◆ MATERIAL FOR THE TASK:
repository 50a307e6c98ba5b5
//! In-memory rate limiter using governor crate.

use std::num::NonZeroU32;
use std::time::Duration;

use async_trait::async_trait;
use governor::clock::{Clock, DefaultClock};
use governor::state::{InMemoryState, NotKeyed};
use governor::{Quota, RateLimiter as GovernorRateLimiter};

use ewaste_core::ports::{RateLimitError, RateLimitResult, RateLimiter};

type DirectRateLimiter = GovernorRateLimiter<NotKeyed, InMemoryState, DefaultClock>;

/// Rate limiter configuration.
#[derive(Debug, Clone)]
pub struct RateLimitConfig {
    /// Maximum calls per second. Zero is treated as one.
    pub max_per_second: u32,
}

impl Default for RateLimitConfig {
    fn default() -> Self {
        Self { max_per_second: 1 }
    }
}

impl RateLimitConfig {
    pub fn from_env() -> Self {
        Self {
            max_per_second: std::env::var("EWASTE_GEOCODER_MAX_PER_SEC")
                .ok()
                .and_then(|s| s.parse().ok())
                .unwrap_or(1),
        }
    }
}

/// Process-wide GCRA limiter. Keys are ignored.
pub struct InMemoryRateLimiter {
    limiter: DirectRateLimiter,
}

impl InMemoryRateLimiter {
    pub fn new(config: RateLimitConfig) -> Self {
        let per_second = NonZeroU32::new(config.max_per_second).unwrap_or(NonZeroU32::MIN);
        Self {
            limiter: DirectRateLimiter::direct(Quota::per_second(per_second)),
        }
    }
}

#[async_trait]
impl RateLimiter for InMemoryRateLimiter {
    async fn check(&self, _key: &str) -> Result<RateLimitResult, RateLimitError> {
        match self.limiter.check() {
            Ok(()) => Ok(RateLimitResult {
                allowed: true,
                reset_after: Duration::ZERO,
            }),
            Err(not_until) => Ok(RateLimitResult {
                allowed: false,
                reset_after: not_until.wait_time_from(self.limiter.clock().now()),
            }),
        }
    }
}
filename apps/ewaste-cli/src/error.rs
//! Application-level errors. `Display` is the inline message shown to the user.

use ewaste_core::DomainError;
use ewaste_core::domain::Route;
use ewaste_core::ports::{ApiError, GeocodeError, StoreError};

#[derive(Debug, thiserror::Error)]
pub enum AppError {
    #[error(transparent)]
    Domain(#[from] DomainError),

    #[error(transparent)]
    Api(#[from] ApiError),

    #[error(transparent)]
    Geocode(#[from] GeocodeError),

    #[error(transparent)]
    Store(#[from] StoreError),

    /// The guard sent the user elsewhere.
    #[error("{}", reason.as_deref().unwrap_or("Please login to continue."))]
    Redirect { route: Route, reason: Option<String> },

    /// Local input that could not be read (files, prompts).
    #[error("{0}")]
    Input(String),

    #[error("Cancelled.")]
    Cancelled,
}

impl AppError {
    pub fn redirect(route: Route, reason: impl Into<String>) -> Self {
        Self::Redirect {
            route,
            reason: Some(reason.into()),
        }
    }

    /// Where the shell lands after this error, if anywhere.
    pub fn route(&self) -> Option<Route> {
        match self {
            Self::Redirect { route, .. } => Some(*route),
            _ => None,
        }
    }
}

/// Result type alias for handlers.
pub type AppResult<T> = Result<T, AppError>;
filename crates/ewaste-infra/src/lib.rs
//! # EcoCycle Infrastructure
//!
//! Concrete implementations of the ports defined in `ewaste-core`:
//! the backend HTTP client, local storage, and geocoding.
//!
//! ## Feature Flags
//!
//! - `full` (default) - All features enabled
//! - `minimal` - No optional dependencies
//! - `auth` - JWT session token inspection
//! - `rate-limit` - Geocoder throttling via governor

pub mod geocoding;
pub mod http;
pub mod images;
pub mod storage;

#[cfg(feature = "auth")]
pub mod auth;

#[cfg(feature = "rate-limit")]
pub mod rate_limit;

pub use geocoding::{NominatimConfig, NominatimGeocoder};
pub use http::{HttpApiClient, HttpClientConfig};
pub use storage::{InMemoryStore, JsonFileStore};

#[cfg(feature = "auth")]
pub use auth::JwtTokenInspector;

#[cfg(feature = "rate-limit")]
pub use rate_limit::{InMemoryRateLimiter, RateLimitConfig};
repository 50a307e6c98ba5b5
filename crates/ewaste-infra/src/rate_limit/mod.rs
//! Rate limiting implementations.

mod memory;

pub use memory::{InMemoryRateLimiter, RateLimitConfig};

◆ WORK TO BE COMPLETED:
Reproduce exactly the entries above, limited to the lines from the one with "impl Default for" through the one with "use ewaste_core::domain::Route;", both included.

◆ YOUR RESPONSE:
impl Default for RateLimitConfig {
    fn default() -> Self {
        Self { max_per_second: 1 }
    }
}

impl RateLimitConfig {
    pub fn from_env() -> Self {
        Self {
            max_per_second: std::env::var("EWASTE_GEOCODER_MAX_PER_SEC")
                .ok()
                .and_then(|s| s.parse().ok())
                .unwrap_or(1),
        }
    }
}

/// Process-wide GCRA limiter. Keys are ignored.
pub struct InMemoryRateLimiter {
    limiter: DirectRateLimiter,
}

impl InMemoryRateLimiter {
    pub fn new(config: RateLimitConfig) -> Self {
        let per_second = NonZeroU32::new(config.max_per_second).unwrap_or(NonZeroU32::MIN);
        Self {
            limiter: DirectRateLimiter::direct(Quota::per_second(per_second)),
        }
    }
}

#[async_trait]
impl RateLimiter for InMemoryRateLimiter {
    async fn check(&self, _key: &str) -> Result<RateLimitResult, RateLimitError> {
        match self.limiter.check() {
            Ok(()) => Ok(RateLimitResult {
                allowed: true,
                reset_after: Duration::ZERO,
            }),
            Err(not_until) => Ok(RateLimitResult {
                allowed: false,
                reset_after: not_until.wait_time_from(self.limiter.clock().now()),
            }),
        }
    }
}
filename apps/ewaste-cli/src/error.rs
//! Application-level errors. `Display` is the inline message shown to the user.

use ewaste_core::DomainError;
use ewaste_core::domain::Route;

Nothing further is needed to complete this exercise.